Humble was right. There was a lot of space, to be sure, and a lovely hardwood floor, but not much else. Wall-to-wall computers, a coffee machine, and a mattress in the corner. No new paint, no curtains, no decorations of any kind, and the only furniture was purely utilitarian: folding tables for the computers and a big ergonomic chair.
“I’d offer you something to drink but I think you may have had enough caffeine today, and everything I’ve got falls into the Jolt category.”
“Jenny,” I said, “when we get back to school, you’re going into therapy. Or at the very least, sitting down with your folks and your priest and talking about some of this stuff.” I sat on the nearest office chair. “I’d say you should take your problems to Rose & Grave, but—”
“You don’t think they’ll have me back?” She shot me a rueful smile.
Frankly, no. But aside from that…“I was going to say, it doesn’t seem like you put a lot of faith in what we do.”
“And you do?”
“I—”
“It won’t matter pretty soon anyway. Take a look.” She sat in front of one of the consoles and brought the screen to life. “Remember back at the beginning of school when we got those weird e-mails?”
“The rhyming ones?”
“That you guys made non-stop fun of? Yes, that one.” She pulled up a few windows. “Well, I sent it. And in an unprecedented display of disinterest, you promptly ignored it.”
“No, we just didn’t understand it.”
“I was trying to spark a little investigation, Amy. Thought if the Diggirls were worried about what was happening, they’d look into it.”
Well, we’d tried to look into it. Even tried to get Jenny to do some research, but she’d washed her hands of the whole matter. “Jenny, please. What do you mean, ‘what was happening’?”
“Your society is being pulled out from under you and you don’t even know it.”
“What? Why didn’t you just tell us, then?”
“Hi, remember, secret agent bent on destruction? I couldn’t really help you outright.”
I rolled my eyes. “Like we’d run and tattle on you to your boyfriend? Jenny, I repeat: therapy. Sometimes it’s okay to come out and tell a person something.”

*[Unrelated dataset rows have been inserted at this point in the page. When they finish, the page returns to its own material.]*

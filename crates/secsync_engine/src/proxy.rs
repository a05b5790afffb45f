//! Remote application abstraction.

use secsync_core::{
    IdentityCertificateChain, KeyInfo, Manifest, MembershipCertificateChain,
    MembershipSummary, OnlineApplication, PermissionPolicy,
};
use thiserror::Error;

/// Result type for remote operations.
pub type ProxyResult<T> = Result<T, ProxyError>;

/// Errors returned by a remote application or the connection to it.
#[derive(Error, Debug, Clone, PartialEq, Eq)]
pub enum ProxyError {
    /// No session is currently established with the application.
    #[error("no active session")]
    NoSession,

    /// The connection could not be set up.
    #[error("connection failed: {0}")]
    ConnectionFailed(String),

    /// The remote call failed.
    #[error("{operation} failed: {message}")]
    Remote {
        /// Name of the remote operation.
        operation: &'static str,
        /// Failure reported by the application.
        message: String,
    },
}

impl ProxyError {
    /// Creates a remote call failure.
    pub fn remote(operation: &'static str, message: impl Into<String>) -> Self {
        Self::Remote {
            operation,
            message: message.into(),
        }
    }

    /// Returns true if the failure only means there is no session yet.
    pub fn is_no_session(&self) -> bool {
        matches!(self, ProxyError::NoSession)
    }
}

/// A connected handle to one remote application.
///
/// Every call may block for the duration of a network round trip and
/// cannot be cancelled.
pub trait ProxyHandle {
    /// Resets the application to its unclaimed state.
    fn reset(&self) -> ProxyResult<()>;

    /// Returns the version of the installed policy.
    fn get_policy_version(&self) -> ProxyResult<u32>;

    /// Restores the default policy.
    fn reset_policy(&self) -> ProxyResult<()>;

    /// Installs a policy.
    fn update_policy(&self, policy: &PermissionPolicy) -> ProxyResult<()>;

    /// Lists the installed memberships.
    fn get_membership_summaries(&self) -> ProxyResult<Vec<MembershipSummary>>;

    /// Installs a membership certificate chain.
    fn install_membership(&self, chain: &MembershipCertificateChain) -> ProxyResult<()>;

    /// Removes the membership with the given serial and issuer.
    fn remove_membership(&self, serial: &[u8], issuer: &KeyInfo) -> ProxyResult<()>;

    /// Returns the installed identity certificate chain.
    fn get_identity(&self) -> ProxyResult<IdentityCertificateChain>;

    /// Installs an identity certificate chain with its manifest.
    fn update_identity(
        &self,
        chain: &IdentityCertificateChain,
        manifest: &Manifest,
    ) -> ProxyResult<()>;

    /// Returns the manifest template the application declares.
    fn get_manifest_template(&self) -> ProxyResult<Manifest>;
}

/// Hands out connected proxies for remote applications.
pub trait ProxyObjectManager: Send + Sync {
    /// Handle type produced by this manager.
    type Handle: ProxyHandle;

    /// Connects to the application.
    ///
    /// # Errors
    ///
    /// Returns [`ProxyError::NoSession`] if no session can be established
    /// right now, or another error if connecting failed.
    fn get_proxy_object(&self, app: &OnlineApplication) -> ProxyResult<Self::Handle>;
}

“I’m trying to do that right now. Look.” She pointed at the screen and I leaned in. “Certain members of the club have, since the beginning of school, been involved in a secret pact to form a society within Rose & Grave. A males-only version that they feel has been unjustly taken from them. I’ve been tracking their e-mails since shopping period.”

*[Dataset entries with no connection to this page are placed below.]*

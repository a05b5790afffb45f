//! Sync command implementation.
//!
//! Seeds an in-memory storage, simulated applications and an agent from a
//! scenario, announces every application to the updater and waits for the
//! queue to drain.

use crate::error::{CliError, CliResult};
use crate::scenario::Scenario;
use secsync_core::SyncState;
use secsync_engine::{
    ApplicationUpdater, InMemoryAgent, LoopbackProxyManager, RemoteSecurityState, UpdaterConfig,
};
use secsync_storage::InMemorySecurityStorage;
use serde::Serialize;
use std::path::Path;
use std::sync::Arc;
use std::time::Duration;
use tracing::{info, warn};

/// Outcome for one application.
#[derive(Debug, Clone, Serialize)]
pub struct ApplicationOutcome {
    /// Bus name.
    pub bus_name: String,
    /// Key identity.
    pub key: String,
    /// Sync state the updater reported, if any cycle read a record.
    pub sync_state: Option<SyncState>,
    /// Storage still manages the application.
    pub managed: bool,
    /// Installed state after the run.
    pub remote: RemoteSecurityState,
}

/// Sync run result.
#[derive(Debug, Clone, Serialize)]
pub struct SyncSummary {
    /// Per-application outcome, in scenario order.
    pub applications: Vec<ApplicationOutcome>,
    /// Update cycles run.
    pub cycles: u64,
    /// Passes run.
    pub passes: u64,
    /// Passes repeated because storage changed.
    pub restarts: u64,
    /// Mutating remote calls made.
    pub mutating_calls: u64,
    /// Reports and notices delivered to the agent.
    pub notifications: Vec<String>,
    /// Notifications lost to a full channel.
    pub dropped_notifications: u64,
}

/// Runs every application in the scenario through the updater.
///
/// Returns the summary and the scenario as it stands afterwards: remote
/// states replaced by what was installed, and forgotten applications no
/// longer managed.
pub fn execute(scenario: &Scenario, config: UpdaterConfig) -> CliResult<(SyncSummary, Scenario)> {
    scenario.validate()?;

    let storage = Arc::new(InMemorySecurityStorage::new());
    let proxies = Arc::new(LoopbackProxyManager::new());
    let agent = Arc::new(InMemoryAgent::new(config.notification_capacity));
    let idle_timeout = config.idle_timeout;

    for app in &scenario.applications {
        if let Some(desired) = &app.desired {
            storage.claim_application(
                app.key_info.clone(),
                desired.identity.clone(),
                desired.manifest.clone(),
            );
            for chain in &desired.memberships {
                storage.install_membership(&app.key_info, chain.clone())?;
            }
            if let Some(policy) = &desired.policy {
                storage.update_policy(&app.key_info, policy.clone())?;
            }
            if desired.remove {
                storage.remove_application(&app.key_info)?;
            }
        }
        proxies.add(app.key_info.clone(), app.remote.clone());
        agent.announce(app.security_info());
    }

    let updater = ApplicationUpdater::new(
        config,
        Arc::clone(&storage),
        Arc::clone(&proxies),
        Arc::clone(&agent),
    )?;
    for app in &scenario.applications {
        updater.on_security_state_change(None, Some(&app.security_info()));
    }
    if !updater.wait_until_idle() {
        return Err(CliError::Timeout(idle_timeout));
    }
    updater.shutdown();
    let stats = updater.stats();

    let mut converged = scenario.clone();
    let mut applications = Vec::with_capacity(scenario.applications.len());
    for app in &mut converged.applications {
        let remote = proxies
            .application(&app.key_info)
            .map(|remote| remote.state())
            .unwrap_or_default();
        let managed = storage.get_managed_application(&app.key_info).is_ok();
        if !managed {
            app.desired = None;
        }
        app.remote = remote.clone();

        applications.push(ApplicationOutcome {
            bus_name: app.bus_name.clone(),
            key: app.key_info.to_string(),
            sync_state: agent.sync_state(&app.key_info),
            managed,
            remote,
        });
    }

    let dropped_notifications = agent.dropped_notifications();
    if dropped_notifications > 0 {
        warn!(dropped = dropped_notifications, "notifications dropped");
    }
    let summary = SyncSummary {
        applications,
        cycles: stats.cycles_completed,
        passes: stats.passes,
        restarts: stats.restarts,
        mutating_calls: stats.mutating_calls,
        notifications: agent
            .drain_notifications()
            .iter()
            .map(ToString::to_string)
            .collect(),
        dropped_notifications,
    };
    info!(
        cycles = summary.cycles,
        mutating_calls = summary.mutating_calls,
        "sync finished"
    );
    Ok((summary, converged))
}

/// Runs the sync command.
pub fn run(
    path: &Path,
    config: UpdaterConfig,
    output: Option<&Path>,
    format: &str,
) -> Result<(), Box<dyn std::error::Error>> {
    let scenario = Scenario::load(path)?;
    let (summary, converged) = execute(&scenario, config)?;

    if let Some(output) = output {
        converged.save(output)?;
    }

    match format {
        "json" => {
            println!("{}", serde_json::to_string_pretty(&summary)?);
        }
        _ => {
            print_text_output(&summary);
        }
    }

    Ok(())
}

fn print_text_output(summary: &SyncSummary) {
    println!("Sync Results");
    println!("============");
    println!("Cycles:          {}", summary.cycles);
    println!("Passes:          {}", summary.passes);
    println!("Restarts:        {}", summary.restarts);
    println!("Mutating calls:  {}", summary.mutating_calls);
    println!();

    for app in &summary.applications {
        let state = app
            .sync_state
            .map_or_else(|| "-".to_string(), |state| state.to_string());
        let managed = if app.managed { "managed" } else { "not managed" };
        println!("{} ({}): {} [{}]", app.bus_name, app.key, state, managed);
    }

    if !summary.notifications.is_empty() {
        println!();
        println!("Notifications:");
        for notification in &summary.notifications {
            println!("  {notification}");
        }
    }
    if summary.dropped_notifications > 0 {
        println!("  ({} dropped)", summary.dropped_notifications);
    }
}

/// Builds the updater configuration from command-line flags.
pub fn config(max_passes: Option<u32>, unbounded: bool, timeout_secs: u64) -> UpdaterConfig {
    let mut config = UpdaterConfig::new()
        .with_worker_name("secsync-cli-updater")
        .with_idle_timeout(Duration::from_secs(timeout_secs));
    if let Some(passes) = max_passes {
        config = config.with_max_passes(passes);
    }
    if unbounded {
        config = config.unbounded();
    }
    config
}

Cut through the web in which you’re caught. “Wait, you’ve been what?”
She shrugged. “It was an easy hack. Phimalarlico security is designed to keep outsiders out, not to keep insiders from snooping around.” Kind of like the doors on Old Campus. “I can read anyone’s e-mails if I want.”
“I’ll sleep better knowing that. Now, what are these guys doing?”
“Systematically disenfranchising you.” She handed me a stack of printouts. “They meet in secret to discuss the details of their society, and have slowly been siphoning off money from the trust.”
“They’ve been stealing our cash?”
“Through the help of interested parties on the TTA board. The unfriendly patriarchs? They aren’t gone, they’ve just transferred their ‘allegiance’ to Elysion. If Elysion gets enough support, enough money, your society will be a joke.”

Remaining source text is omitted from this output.